DATA TO EXAMINE Block Start

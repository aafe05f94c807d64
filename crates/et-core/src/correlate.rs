//! Linking a finished tool call to the LLM call that consumed its result.
//!
//! The log never cross-references the two; the only signal is narration
//! order. An LLM call is linked to a tool when the line immediately before
//! its start marker is that tool's "finished" line, and the tool is the most
//! recently finished one that has not been linked yet.

use std::collections::HashMap;

use crate::marker::{NodeId, finished_tool_id};
use crate::record::{Composite, EventRecord, Outcome, RecordKind};

#[derive(Debug, Default)]
pub struct Correlator {
    last_finished: Option<NodeId>,
    /// Finished tool records still available for a tool-complete record.
    finished: HashMap<NodeId, EventRecord>,
}

impl Correlator {
    pub fn new() -> Self {
        Self::default()
    }

    /// Remembers a tool-finished record as a link candidate.
    pub fn tool_finished(&mut self, record: &EventRecord) {
        self.last_finished = Some(record.node_id.clone());
        self.finished.insert(record.node_id.clone(), record.clone());
    }

    /// Called on an LLM start marker with the physical line before it.
    ///
    /// Consumes the pending tool when that line is its finished marker.
    pub fn link_llm_start(&mut self, previous_line: Option<&str>) -> Option<NodeId> {
        let pending = self.last_finished.as_ref()?;
        let previous = finished_tool_id(previous_line?)?;
        if &previous != pending {
            return None;
        }
        tracing::debug!(tool_id = %previous, "linked LLM call to finished tool");
        self.last_finished = None;
        Some(previous)
    }

    /// Builds the tool-complete record for a closed, linked LLM call.
    ///
    /// Each finished tool backs at most one tool-complete record.
    pub fn complete(&mut self, llm: &EventRecord) -> Option<EventRecord> {
        let tool_id = llm.linked_tool.as_ref()?;
        let tool = self.finished.remove(tool_id)?;

        Some(EventRecord {
            kind: RecordKind::ToolComplete,
            node_id: tool.node_id.clone(),
            start_time: tool.start_time,
            end_time: llm.end_time,
            duration: tool.duration + llm.duration,
            start_line: tool.start_line,
            end_line: llm.end_line,
            outcome: Outcome::Succeeded,
            unterminated: false,
            linked_tool: None,
            composite: Some(Composite {
                llm_id: llm.node_id.clone(),
                tool_duration: tool.duration,
                llm_duration: llm.duration,
            }),
        })
    }
}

DATA TO EXAMINE Block End

* _TASK TO COMPLETE_: Out of the preceding entries, pull each line that contains the word "None".

* _TASK RESPONSE_:
            return None;
        self.last_finished = None;
            linked_tool: None,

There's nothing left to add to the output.